Benedictus
Missa Solemnis de Beethoven
A Janmarc Rothfuss
In Memoriam
“Hic est qui venit per aquam et sanguinem”
(Voici celui qui vient par l’eau et par le sang »)
Epître du Dimanche de la Passion
I.
Jeanmarc, mon Ami,
Ce soir, assis devant la solitude de la fenêtre vide,
J’écoute, en pensant à toi, l’être devenu éther lumineux, la
Missa Solemnis de Beethoven !
Dehors, le vent monte du sol, glisse sur les tiges des fleurs
Et fait vibrer la terre avant d’atteindre les cimes des nuages.
L’air ému ne retient plus la lumière de tes yeux enflammés
Devant la porte,
Abîme fragile entre la vie et la mort,
Qui garde son frissonnant bâillement !
II.
Et cette musique simple et solennelle,
Espérance en l’homme, espérance en l’infini !
Toi, mon tendre Seigneur, qui te manifestes vraiment
A l’autel blanc sous les espèces si terrestres du vin et du pain !
Ces sons suaves et divins, cette présence céleste
Si difficile à supporter,
Les frissons de ton cœur qui donne
L’excellence de sa miséricorde
Aux sons de cette messe !
III.
Janmarc, Âme,
Laisse flotter librement la mélodie
De la tristesse sur le velours du soir !
Qu’elle berce, qu’elle envoûte, qu’elle engendre
La divine espérance dans les prunelles
De ceux qui, gardant le silence
Comme une pierre précieuse dans leurs mains,
Se meuvent et souffrent avec l’avancée des pénombres !
Ceux qui, craintifs, recouvrent en cachette leurs sanglots
D’une pudique chlamyde de pétales de violettes !

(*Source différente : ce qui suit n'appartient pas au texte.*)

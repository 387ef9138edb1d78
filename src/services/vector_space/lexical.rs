use std::borrow::Cow;
use std::collections::{BTreeMap, HashMap, HashSet};
use std::time::Instant;

use crate::error::{AppError, AppResult};

use super::stop_words::ENGLISH_STOP_WORDS;
use super::{FeatureVector, SparseVector, VectorSpace};

/// Dense, symmetric item x item cosine similarity matrix stored row-major
#[derive(Debug, Clone)]
pub struct SimilarityMatrix {
    size: usize,
    values: Vec<f32>,
}

impl SimilarityMatrix {
    pub fn size(&self) -> usize {
        self.size
    }

    pub fn row(&self, index: usize) -> Option<&[f32]> {
        if index >= self.size {
            return None;
        }
        let start = index * self.size;
        Some(&self.values[start..start + self.size])
    }

    pub fn get(&self, row: usize, col: usize) -> Option<f32> {
        self.row(row).and_then(|r| r.get(col).copied())
    }
}

/// TF-IDF vector space over unigrams and bigrams of the composite corpus.
///
/// Weights are raw term counts times a smoothed idf, `ln((1 + n) / (1 + df)) + 1`,
/// and every document vector is L2-normalized, so cosine similarity reduces to a
/// dot product.
pub struct LexicalSpace {
    vocabulary: BTreeMap<String, u32>,
    vectors: Vec<SparseVector>,
    matrix: SimilarityMatrix,
}

impl LexicalSpace {
    /// Fits the vocabulary over `corpus` and computes the full similarity matrix.
    pub fn fit(corpus: &[String]) -> AppResult<Self> {
        if corpus.is_empty() {
            return Err(AppError::Data("feature corpus is empty".to_string()));
        }

        let start = Instant::now();
        let documents: Vec<Vec<String>> = corpus.iter().map(|doc| analyze(doc)).collect();

        // Sorted vocabulary keeps dimension numbering independent of corpus order
        let mut doc_freq: BTreeMap<&str, usize> = BTreeMap::new();
        for terms in &documents {
            let unique: HashSet<&str> = terms.iter().map(String::as_str).collect();
            for term in unique {
                *doc_freq.entry(term).or_insert(0) += 1;
            }
        }

        if doc_freq.is_empty() {
            return Err(AppError::Data(
                "feature corpus produced an empty vocabulary".to_string(),
            ));
        }

        let n = documents.len() as f32;
        let mut vocabulary = BTreeMap::new();
        let mut idf = Vec::with_capacity(doc_freq.len());
        for (dim, (term, df)) in doc_freq.iter().enumerate() {
            vocabulary.insert(term.to_string(), dim as u32);
            idf.push(((1.0 + n) / (1.0 + *df as f32)).ln() + 1.0);
        }

        let vectors: Vec<SparseVector> = documents
            .iter()
            .map(|terms| weigh(terms, &vocabulary, &idf))
            .collect();

        let matrix = pairwise_cosine(&vectors, vocabulary.len());

        tracing::info!(
            documents = vectors.len(),
            vocabulary = vocabulary.len(),
            elapsed_ms = start.elapsed().as_millis() as u64,
            "Built TF-IDF similarity matrix"
        );

        Ok(Self {
            vocabulary,
            vectors,
            matrix,
        })
    }

    pub fn vocabulary_size(&self) -> usize {
        self.vocabulary.len()
    }

    pub fn contains_term(&self, term: &str) -> bool {
        self.vocabulary.contains_key(term)
    }
}

impl VectorSpace for LexicalSpace {
    fn len(&self) -> usize {
        self.vectors.len()
    }

    fn vector_of(&self, index: usize) -> Option<FeatureVector<'_>> {
        self.vectors.get(index).map(FeatureVector::Sparse)
    }

    fn similarity_row(&self, index: usize) -> Option<Cow<'_, [f32]>> {
        self.matrix.row(index).map(Cow::Borrowed)
    }

    fn full_matrix(&self) -> Option<&SimilarityMatrix> {
        Some(&self.matrix)
    }

    fn name(&self) -> &'static str {
        "lexical"
    }
}

/// Splits into word tokens of two or more characters, removes stop words, and
/// emits unigrams followed by space-joined bigrams of the remaining tokens.
fn analyze(text: &str) -> Vec<String> {
    let tokens: Vec<String> = text
        .to_lowercase()
        .split(|c: char| !(c.is_alphanumeric() || c == '_'))
        .filter(|t| t.chars().count() >= 2)
        .filter(|t| !ENGLISH_STOP_WORDS.contains(t))
        .map(str::to_string)
        .collect();

    let mut terms = tokens.clone();
    terms.extend(tokens.windows(2).map(|pair| format!("{} {}", pair[0], pair[1])));
    terms
}

fn weigh(terms: &[String], vocabulary: &BTreeMap<String, u32>, idf: &[f32]) -> SparseVector {
    let mut counts: HashMap<u32, f32> = HashMap::new();
    for term in terms {
        if let Some(&dim) = vocabulary.get(term) {
            *counts.entry(dim).or_insert(0.0) += 1.0;
        }
    }

    let mut entries: Vec<(u32, f32)> = counts
        .into_iter()
        .map(|(dim, tf)| (dim, tf * idf[dim as usize]))
        .collect();
    entries.sort_unstable_by_key(|(dim, _)| *dim);

    let mut vector = SparseVector { entries };
    let norm = vector.norm();
    if norm > 0.0 {
        for (_, w) in vector.entries.iter_mut() {
            *w /= norm;
        }
    }
    vector
}

/// Accumulates dot products through per-dimension posting lists. Vectors are
/// unit length, so the dot product is the cosine similarity.
fn pairwise_cosine(vectors: &[SparseVector], dims: usize) -> SimilarityMatrix {
    let size = vectors.len();
    let mut postings: Vec<Vec<(usize, f32)>> = vec![Vec::new(); dims];
    for (doc, vector) in vectors.iter().enumerate() {
        for &(dim, w) in &vector.entries {
            postings[dim as usize].push((doc, w));
        }
    }

    let mut values = vec![0.0f32; size * size];
    for (doc, vector) in vectors.iter().enumerate() {
        let row = &mut values[doc * size..(doc + 1) * size];
        for &(dim, w) in &vector.entries {
            for &(other, other_w) in &postings[dim as usize] {
                row[other] += w * other_w;
            }
        }
    }

    SimilarityMatrix { size, values }
}

#[cfg(test)]
mod tests {
    use super::*;

    fn corpus(docs: &[&str]) -> Vec<String> {
        docs.iter().map(|d| d.to_string()).collect()
    }

    #[test]
    fn test_analyze_drops_stop_words_and_short_tokens() {
        let terms = analyze("the dark knight a b rises");
        assert_eq!(
            terms,
            vec!["dark", "knight", "rises", "dark knight", "knight rises"]
        );
    }

    #[test]
    fn test_fit_rejects_empty_corpus() {
        assert!(matches!(LexicalSpace::fit(&[]), Err(AppError::Data(_))));
    }

    #[test]
    fn test_fit_rejects_empty_vocabulary() {
        let result = LexicalSpace::fit(&corpus(&["", "the of and"]));
        assert!(matches!(result, Err(AppError::Data(_))));
    }

    #[test]
    fn test_vocabulary_contains_bigrams() {
        let space = LexicalSpace::fit(&corpus(&["space marines", "space pirates"])).unwrap();
        assert!(space.contains_term("space marines"));
        assert!(space.contains_term("pirates"));
        assert_eq!(space.vocabulary_size(), 5);
    }

    #[test]
    fn test_self_similarity_is_maximal() {
        let space = LexicalSpace::fit(&corpus(&[
            "action adventure cameron cameron cameron",
            "action adventure cameron sequel",
            "romance drama ship iceberg",
        ]))
        .unwrap();

        for i in 0..space.len() {
            let row = space.similarity_row(i).unwrap();
            assert!((row[i] - 1.0).abs() < 1e-5);
            assert!(row.iter().all(|&s| s <= row[i] + 1e-6));
        }
    }

    #[test]
    fn test_matrix_is_symmetric() {
        let space = LexicalSpace::fit(&corpus(&[
            "war drama soldiers",
            "war comedy soldiers",
            "space opera",
            "comedy romance",
        ]))
        .unwrap();
        let matrix = space.full_matrix().unwrap();

        for i in 0..matrix.size() {
            for j in 0..matrix.size() {
                let a = matrix.get(i, j).unwrap();
                let b = matrix.get(j, i).unwrap();
                assert!((a - b).abs() < 1e-6);
            }
        }
    }

    #[test]
    fn test_disjoint_documents_have_zero_similarity() {
        let space = LexicalSpace::fit(&corpus(&["pirates treasure", "iceberg ship"])).unwrap();
        assert_eq!(space.full_matrix().unwrap().get(0, 1), Some(0.0));
    }

    #[test]
    fn test_vectors_are_unit_length() {
        let space = LexicalSpace::fit(&corpus(&["heist crew vault", "heist"])).unwrap();
        match space.vector_of(0) {
            Some(FeatureVector::Sparse(v)) => assert!((v.norm() - 1.0).abs() < 1e-6),
            other => panic!("expected sparse vector, got {:?}", other),
        }
        assert!(space.vector_of(2).is_none());
    }
}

Musique de la Messe, fais que l’éclat des mots rejaillisse
Sur nos visages et dans nos paroles !
III.
Janmarc, Äme,
Ton visage se rapproche des caresses de nos doigts
Comme une pluie. Comme le vent,
Ta beauté entre dans nos cœurs ouverts aux rumeurs des années !
IV.
Comme elles sont limpides et complexes les notes qui suivent
Et précède la nuit !
Comme elles connaissent, dans leur soyeuse élégance,
Le terrible langage, les sanglantes blessures
Des départs inattendus !
V.
Dites, comment vivre ensemble
Quand les cœurs sont séparés ?
VI.
Chagrin, aussi sinueux que le vol des agiles hirondelles,
Presse ma main de parachever le doux tissu
De mon chant qui exalte l’Ami
Avant la venue du grand froid !
Je me lève, cours, ramasse fébrilement les mots
Du poème,
Les serre contre mes paupières humides et m’en vais,
Tout tremblant, en ta compagnie, Ami aimé,
Le long
Des allées où se sont tus à jamais
Les battements de tes pas.
VII.
Le temps se tait
Et passe, et s’éloigne dans l’air frileux,
La blanche fumée de l’âtre fidèle
Autrefois réjoui par les chants de ta voix enfantine,
De ton rire adolescent,
De ta paix cordiale.
VIII.
Janmarc, Âme,
Ce soir, en écoutant
La Missa solemnis de Beethoven,
Mes cils caressent les souvenirs
De ta vie jadis pleine de joie étincelante !
Ici, dans cette maison vertigineuse
Au bord de la rivière mystérieusement infranchissable.
Ami, sors de ton silence, souris-moi,
Attelle les premières étoiles
Et pars pour ta promenade de long parcours !
Athanase Vantchev de Thracy
Paris, le 12 décembre 2010
Je dédie ce poème au fils bien-aimé de mon ami Uli Rothfuss qui a rejoint le chœur des anges transparents.
Glose :
Chlamyde (n.f.) : du grec chlamus / χλαμύς. La chlamyde est une draperie portée exclusivement par les hommes et originaire de la Grèce antique et plus précisément de Thessalie.
Il s'agit d'un manteau d'une seule pièce de tissu carrée ou rectangulaire et sans coutures. Cette pièce de tissu mesurait généralement environ 2 mètres de longueur sur 1 mètre de largeur et tombait jusqu'aux genoux. Parfois, sa longueur pouvait être supérieure à 2 mètres pour lui permettre de descendre jusqu'à terre. Elle pouvait se porter seule à même le corps ou sur un chiton. Elle se différencie de l'himation, car elle comportait une attache sur l'épaule droite ce qui laissait le bras dégagé.
Ce vêtement était principalement utilisé par les cavaliers, les voyageurs et les jeunes gens. Ces derniers le portaient d'ailleurs durant toute leur éphébie. À partir d'Alexandre le Grand, la chlamyde pourpre servait de manteau royal.